Delegate to the National Council of Provinces

Assembly Member for Eastern Cape
- In office April 2004 – May 2009

Member of the National Assembly
- In office 2001 – April 2004
- In office May 1994 – June 1999

Personal details
- Born: Jacobus Wilhelmus le Roux 21 July 1939 (age 86)
- Citizenship: South Africa
- Party: Democratic Alliance (since March 2003)
- Other political affiliations: New National Party National Party

= Wilhelm le Roux =

South African politician (born 1939)

Jacobus Wilhelmus le Roux (born 21 July 1939) is a retired South African politician from the Eastern Cape. He served in the National Assembly from 1994 to 1999 and from 2001 to 2004, and he later served a term in the National Council of Provinces from 2004 to 2009.

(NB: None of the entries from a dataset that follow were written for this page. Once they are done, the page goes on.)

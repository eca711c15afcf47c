//! Flow-control resolver.
//!
//! Pure cursor arithmetic applied after a command completes. The scans are
//! depth-aware: nested branches and loops are stepped over as a whole.
//!
//! | Action            | Result                                             |
//! |-------------------|----------------------------------------------------|
//! | `None`            | advance by one                                     |
//! | `SkipFalseBranch` | after the matching `else`, or after the `end_if`   |
//! | `SkipToEndIf`     | after the `end_if` matching this `else`            |
//! | `PushLoopFrame`   | push a frame, advance                              |
//! | `BreakLoop`       | pop the nearest frame, after its `end_loop`        |
//! | `EndLoop`         | back to the first body command while looping       |
//! | `Jump(label)`     | after the label, dropping frames left behind       |
//! | `Halt`            | end the session                                    |

use crate::command::{Command, CommandKind, FlowControl};
use crate::error::{ErrorSeverity, EventError};
use crate::program::Program;

/// Cursor update computed by [`resolve`].
#[derive(Clone, Copy, Debug, PartialEq, Eq)]
pub enum Resolution {
    Advance,
    MoveTo(usize),
    Halt,
}

#[derive(Clone, Debug, PartialEq, Eq, thiserror::Error)]
pub enum FlowError {
    #[error("no matching marker for `{opener}` at {from}")]
    UnterminatedScan { from: usize, opener: CommandKind },

    #[error("jump to unknown label `{0}`")]
    UnknownLabel(String),
}

impl EventError for FlowError {
    fn severity(&self) -> ErrorSeverity {
        // Validated programs never produce these.
        ErrorSeverity::Internal
    }

    fn error_code(&self) -> &'static str {
        match self {
            Self::UnterminatedScan { .. } => "FLOW_UNTERMINATED_SCAN",
            Self::UnknownLabel(_) => "FLOW_UNKNOWN_LABEL",
        }
    }
}

/// Loop entry recorded on the control stack.
#[derive(Clone, Copy, Debug, PartialEq, Eq)]
pub struct LoopFrame {
    /// Index of the `loop` command.
    pub start_index: usize,
}

/// Stack of active loop frames of one session.
#[derive(Clone, Debug, Default, PartialEq, Eq)]
pub struct ControlStack {
    frames: Vec<LoopFrame>,
}

impl ControlStack {
    pub fn new() -> Self {
        Self::default()
    }

    pub fn push(&mut self, frame: LoopFrame) {
        self.frames.push(frame);
    }

    pub fn pop(&mut self) -> Option<LoopFrame> {
        self.frames.pop()
    }

    pub fn top(&self) -> Option<LoopFrame> {
        self.frames.last().copied()
    }

    pub fn len(&self) -> usize {
        self.frames.len()
    }

    pub fn is_empty(&self) -> bool {
        self.frames.is_empty()
    }

    pub fn clear(&mut self) {
        self.frames.clear();
    }

    /// Frames from outermost to innermost.
    pub fn frames(&self) -> &[LoopFrame] {
        &self.frames
    }
}

fn kind_at(commands: &[Command], index: usize) -> CommandKind {
    commands[index].kind()
}

/// Target after a false branch condition at `cursor`.
///
/// Enters the false body (`else + 1`) when the branch has an `else` at its
/// own depth, otherwise lands right after the matching `end_if`.
pub fn skip_false_branch(commands: &[Command], cursor: usize) -> Result<usize, FlowError> {
    let mut depth = 1usize;
    for index in cursor + 1..commands.len() {
        match kind_at(commands, index) {
            CommandKind::ConditionalBranch => depth += 1,
            CommandKind::Else if depth == 1 => return Ok(index + 1),
            CommandKind::EndIf => {
                depth -= 1;
                if depth == 0 {
                    return Ok(index + 1);
                }
            }
            _ => {}
        }
    }
    Err(FlowError::UnterminatedScan {
        from: cursor,
        opener: CommandKind::ConditionalBranch,
    })
}

/// Target after the true body of a branch ended at the `else` at `else_index`.
pub fn skip_else_body(commands: &[Command], else_index: usize) -> Result<usize, FlowError> {
    let mut depth = 1usize;
    for index in else_index + 1..commands.len() {
        match kind_at(commands, index) {
            CommandKind::ConditionalBranch => depth += 1,
            CommandKind::EndIf => {
                depth -= 1;
                if depth == 0 {
                    return Ok(index + 1);
                }
            }
            _ => {}
        }
    }
    Err(FlowError::UnterminatedScan {
        from: else_index,
        opener: CommandKind::Else,
    })
}

/// Index just past the `end_loop` closing the loop that encloses `cursor`.
///
/// `cursor` is either the `loop` command itself or any command in its body.
pub fn find_loop_exit(commands: &[Command], cursor: usize) -> Result<usize, FlowError> {
    let mut depth = 1usize;
    for index in cursor + 1..commands.len() {
        match kind_at(commands, index) {
            CommandKind::Loop => depth += 1,
            CommandKind::EndLoop => {
                depth -= 1;
                if depth == 0 {
                    return Ok(index + 1);
                }
            }
            _ => {}
        }
    }
    Err(FlowError::UnterminatedScan {
        from: cursor,
        opener: CommandKind::Loop,
    })
}

/// Index of the `loop` command opening the body closed at `end_index`.
pub fn find_loop_start(commands: &[Command], end_index: usize) -> Option<usize> {
    let mut depth = 1usize;
    for index in (0..end_index).rev() {
        match kind_at(commands, index) {
            CommandKind::EndLoop => depth += 1,
            CommandKind::Loop => {
                depth -= 1;
                if depth == 0 {
                    return Some(index);
                }
            }
            _ => {}
        }
    }
    None
}

/// Pops frames of loops that `position` is no longer inside of.
///
/// A loop whose `end_loop` is disabled finishes without popping its frame;
/// such frames are dropped here before the stack is consulted.
fn discard_frames_outside(
    commands: &[Command],
    position: usize,
    stack: &mut ControlStack,
) -> Result<(), FlowError> {
    while let Some(frame) = stack.top() {
        let exit = find_loop_exit(commands, frame.start_index)?;
        if frame.start_index < position && position < exit {
            break;
        }
        stack.pop();
    }
    Ok(())
}

/// Applies `action` emitted by the command at `cursor`.
pub fn resolve(
    action: &FlowControl,
    program: &Program,
    cursor: usize,
    stack: &mut ControlStack,
) -> Result<Resolution, FlowError> {
    let commands = program.commands();
    match action {
        FlowControl::None => Ok(Resolution::Advance),
        FlowControl::SkipFalseBranch => skip_false_branch(commands, cursor).map(Resolution::MoveTo),
        FlowControl::SkipToEndIf => skip_else_body(commands, cursor).map(Resolution::MoveTo),
        FlowControl::PushLoopFrame => {
            stack.push(LoopFrame {
                start_index: cursor,
            });
            Ok(Resolution::Advance)
        }
        FlowControl::BreakLoop => {
            // The nearest enclosing frame is the innermost loop that is
            // actually running; a break inside a disabled loop falls back to
            // the syntactic one.
            discard_frames_outside(commands, cursor, stack)?;
            let from = stack.pop().map_or(cursor, |frame| frame.start_index);
            find_loop_exit(commands, from).map(Resolution::MoveTo)
        }
        FlowControl::EndLoop => {
            let start = find_loop_start(commands, cursor);
            discard_frames_outside(commands, cursor, stack)?;
            match stack.top() {
                Some(frame) if Some(frame.start_index) == start => {
                    Ok(Resolution::MoveTo(frame.start_index + 1))
                }
                _ => Ok(Resolution::Advance),
            }
        }
        FlowControl::Jump(label) => {
            let target = program
                .label_index(label)
                .ok_or_else(|| FlowError::UnknownLabel(label.clone()))?;
            discard_frames_outside(commands, target, stack)?;
            Ok(Resolution::MoveTo(target + 1))
        }
        FlowControl::Halt => Ok(Resolution::Halt),
    }
}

Formerly a representative of the National Party (NP) in the apartheid-era House of Assembly, le Roux was the provincial leader of the New National Party (NNP) in the Eastern Cape until March 2003, when he crossed the floor to the Democratic Alliance (DA).

== Legislative career ==
Born on 21 July 1939, le Roux represented the Uitenhage constituency in the all-white House of Assembly before 1994. In South Africa's first post-apartheid elections in 1994, he was elected to represent the NP (soon restyled as the NNP) in the new multi-racial National Assembly.

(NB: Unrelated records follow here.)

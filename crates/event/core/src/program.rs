//! Built, validated command sequences.

use std::collections::HashMap;

use crate::command::{Command, CommandKind, CommandVariant};
use crate::error::{ErrorSeverity, EventError};
use crate::registry::{CommandDescriptor, CommandFactory, ExecutionMode};

/// Structural defects found when a program is validated.
#[derive(Clone, Debug, PartialEq, Eq, thiserror::Error)]
pub enum ProgramError {
    #[error("`{marker}` at {index} has no matching opener")]
    UnmatchedMarker { index: usize, marker: CommandKind },

    #[error("second `else` at {index} for the branch opened at {branch}")]
    DuplicateElse { index: usize, branch: usize },

    #[error("`break_loop` at {index} is not inside a loop")]
    BreakOutsideLoop { index: usize },

    #[error("`{opener}` at {index} is never closed")]
    UnterminatedBlock { index: usize, opener: CommandKind },

    #[error("jump at {index} targets unknown label `{label}`")]
    UnknownLabel { index: usize, label: String },

    #[error("label `{label}` at {index} already defined at {first}")]
    DuplicateLabel {
        index: usize,
        label: String,
        first: usize,
    },
}

impl EventError for ProgramError {
    fn severity(&self) -> ErrorSeverity {
        ErrorSeverity::Validation
    }

    fn error_code(&self) -> &'static str {
        match self {
            Self::UnmatchedMarker { .. } => "PROGRAM_UNMATCHED_MARKER",
            Self::DuplicateElse { .. } => "PROGRAM_DUPLICATE_ELSE",
            Self::BreakOutsideLoop { .. } => "PROGRAM_BREAK_OUTSIDE_LOOP",
            Self::UnterminatedBlock { .. } => "PROGRAM_UNTERMINATED_BLOCK",
            Self::UnknownLabel { .. } => "PROGRAM_UNKNOWN_LABEL",
            Self::DuplicateLabel { .. } => "PROGRAM_DUPLICATE_LABEL",
        }
    }
}

#[derive(Clone, Copy, Debug)]
enum Block {
    Branch { index: usize, else_at: Option<usize> },
    Loop { index: usize },
}

impl Block {
    fn opened_at(self) -> (usize, CommandKind) {
        match self {
            Self::Branch { index, .. } => (index, CommandKind::ConditionalBranch),
            Self::Loop { index } => (index, CommandKind::Loop),
        }
    }
}

/// Ordered commands of one run plus the label index.
///
/// A `Program` is only constructed from a sequence that passed
/// [`Program::validate`]: every branch and loop is closed, blocks nest
/// properly, and every jump has a target.
#[derive(Debug)]
pub struct Program {
    commands: Vec<Command>,
    labels: HashMap<String, usize>,
}

impl Program {
    /// Creates, filters, and validates commands through `factory`.
    pub fn build(
        factory: &CommandFactory,
        descriptors: &[CommandDescriptor],
        mode: ExecutionMode,
    ) -> Result<Self, ProgramError> {
        factory.build_program(descriptors, mode)
    }

    /// Validates already-created commands.
    pub fn from_commands(commands: Vec<Command>) -> Result<Self, ProgramError> {
        let labels = Self::validate(&commands)?;
        Ok(Self::from_parts(commands, labels))
    }

    pub(crate) fn from_parts(commands: Vec<Command>, labels: HashMap<String, usize>) -> Self {
        Self { commands, labels }
    }

    /// Scans the sequence once for balanced markers and resolvable jumps.
    ///
    /// Returns the label index on success.
    pub fn validate(commands: &[Command]) -> Result<HashMap<String, usize>, ProgramError> {
        let mut blocks: Vec<Block> = Vec::new();
        let mut labels: HashMap<String, usize> = HashMap::new();
        let mut jumps: Vec<(usize, &str)> = Vec::new();

        for (index, command) in commands.iter().enumerate() {
            let unmatched = ProgramError::UnmatchedMarker {
                index,
                marker: command.kind(),
            };
            match command.variant() {
                CommandVariant::ConditionalBranch(_) => blocks.push(Block::Branch {
                    index,
                    else_at: None,
                }),
                CommandVariant::Else(_) => match blocks.last_mut() {
                    Some(Block::Branch { else_at: Some(_), index: branch }) => {
                        return Err(ProgramError::DuplicateElse {
                            index,
                            branch: *branch,
                        });
                    }
                    Some(Block::Branch { else_at, .. }) => *else_at = Some(index),
                    _ => return Err(unmatched),
                },
                CommandVariant::EndIf(_) => match blocks.pop() {
                    Some(Block::Branch { .. }) => {}
                    _ => return Err(unmatched),
                },
                CommandVariant::Loop(_) => blocks.push(Block::Loop { index }),
                CommandVariant::EndLoop(_) => match blocks.pop() {
                    Some(Block::Loop { .. }) => {}
                    _ => return Err(unmatched),
                },
                CommandVariant::BreakLoop(_) => {
                    if !blocks.iter().any(|block| matches!(block, Block::Loop { .. })) {
                        return Err(ProgramError::BreakOutsideLoop { index });
                    }
                }
                CommandVariant::Label(label) => {
                    if let Some(&first) = labels.get(&label.name) {
                        return Err(ProgramError::DuplicateLabel {
                            index,
                            label: label.name.clone(),
                            first,
                        });
                    }
                    labels.insert(label.name.clone(), index);
                }
                CommandVariant::JumpToLabel(jump) => jumps.push((index, jump.label.as_str())),
                _ => {}
            }
        }

        if let Some(block) = blocks.pop() {
            let (index, opener) = block.opened_at();
            return Err(ProgramError::UnterminatedBlock { index, opener });
        }

        if let Some((index, label)) = jumps
            .into_iter()
            .find(|(_, label)| !labels.contains_key(*label))
        {
            return Err(ProgramError::UnknownLabel {
                index,
                label: label.to_owned(),
            });
        }

        Ok(labels)
    }

    pub fn len(&self) -> usize {
        self.commands.len()
    }

    pub fn is_empty(&self) -> bool {
        self.commands.is_empty()
    }

    pub fn get(&self, index: usize) -> Option<&Command> {
        self.commands.get(index)
    }

    pub(crate) fn get_mut(&mut self, index: usize) -> Option<&mut Command> {
        self.commands.get_mut(index)
    }

    pub fn commands(&self) -> &[Command] {
        &self.commands
    }

    /// Index of the `label` command named `name`.
    pub fn label_index(&self, name: &str) -> Option<usize> {
        self.labels.get(name).copied()
    }

    pub fn iter(&self) -> std::slice::Iter<'_, Command> {
        self.commands.iter()
    }

    /// Hands the instances back, e.g. for releasing them to a pool.
    pub fn into_commands(self) -> Vec<Command> {
        self.commands
    }
}

impl<'a> IntoIterator for &'a Program {
    type Item = &'a Command;
    type IntoIter = std::slice::Iter<'a, Command>;

    fn into_iter(self) -> Self::IntoIter {
        self.iter()
    }
}

#[cfg(test)]
mod tests {
    use super::*;
    use crate::command::kinds::{
        BreakLoop, Comment, ConditionalBranch, Else, EndIf, EndLoop, JumpToLabel, Label, Loop,
    };

    fn program(commands: Vec<Command>) -> Result<Program, ProgramError> {
        Program::from_commands(commands)
    }

    #[test]
    fn nested_blocks_validate() {
        let result = program(vec![
            Command::new(Loop),
            Command::new(ConditionalBranch::default()),
            Command::new(BreakLoop),
            Command::new(Else),
            Command::new(Label::new("inner")),
            Command::new(EndIf),
            Command::new(EndLoop),
            Command::new(JumpToLabel::new("inner")),
        ]);
        let program = result.unwrap();
        assert_eq!(program.len(), 8);
        assert_eq!(program.label_index("inner"), Some(4));
    }

    #[test]
    fn stray_markers_are_rejected() {
        assert_eq!(
            program(vec![Command::new(Else)]).unwrap_err(),
            ProgramError::UnmatchedMarker {
                index: 0,
                marker: CommandKind::Else
            }
        );
        assert_eq!(
            program(vec![Command::new(Comment::default()), Command::new(EndLoop)]).unwrap_err(),
            ProgramError::UnmatchedMarker {
                index: 1,
                marker: CommandKind::EndLoop
            }
        );
    }

    #[test]
    fn interleaved_blocks_are_rejected() {
        let error = program(vec![
            Command::new(Loop),
            Command::new(ConditionalBranch::default()),
            Command::new(EndLoop),
            Command::new(EndIf),
        ])
        .unwrap_err();
        assert_eq!(
            error,
            ProgramError::UnmatchedMarker {
                index: 2,
                marker: CommandKind::EndLoop
            }
        );
    }

    #[test]
    fn second_else_is_rejected() {
        let error = program(vec![
            Command::new(ConditionalBranch::default()),
            Command::new(Else),
            Command::new(Else),
            Command::new(EndIf),
        ])
        .unwrap_err();
        assert_eq!(error, ProgramError::DuplicateElse { index: 2, branch: 0 });
    }

    #[test]
    fn break_needs_an_enclosing_loop() {
        let error = program(vec![
            Command::new(ConditionalBranch::default()),
            Command::new(BreakLoop),
            Command::new(EndIf),
        ])
        .unwrap_err();
        assert_eq!(error, ProgramError::BreakOutsideLoop { index: 1 });
    }

    #[test]
    fn unterminated_block_reports_innermost_opener() {
        let error = program(vec![
            Command::new(Loop),
            Command::new(ConditionalBranch::default()),
        ])
        .unwrap_err();
        assert_eq!(
            error,
            ProgramError::UnterminatedBlock {
                index: 1,
                opener: CommandKind::ConditionalBranch
            }
        );
    }

    #[test]
    fn labels_must_be_unique_and_resolvable() {
        let error = program(vec![Command::new(JumpToLabel::new("missing"))]).unwrap_err();
        assert_eq!(
            error,
            ProgramError::UnknownLabel {
                index: 0,
                label: "missing".into()
            }
        );

        let error = program(vec![
            Command::new(Label::new("a")),
            Command::new(Label::new("a")),
        ])
        .unwrap_err();
        assert_eq!(
            error,
            ProgramError::DuplicateLabel {
                index: 1,
                label: "a".into(),
                first: 0
            }
        );
    }
}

He stood for re-election in the next general election in 1999 but narrowly missed re-election: though he was ranked third on the NNP's party list for the Eastern Cape, the party won only two seats in the constituency. However, he returned to the National Assembly in 2001, filling a casual vacancy. By 2002, he was rumoured to be considering crossing the floor to another opposition party, and, indeed, he announced his defection to the DA during the March 2003 floor-crossing window. At the time of his defection, he was provincial leader of the NNP's Eastern Cape branch.

After serving the rest of the legislative term under the DA banner, le Roux stood for the DA in the 2004 general election and was elected as the party's sole representative in the Eastern Cape caucus of the National Council of Provinces. He was a member of the Select Committee on Security and Constitutional Affairs.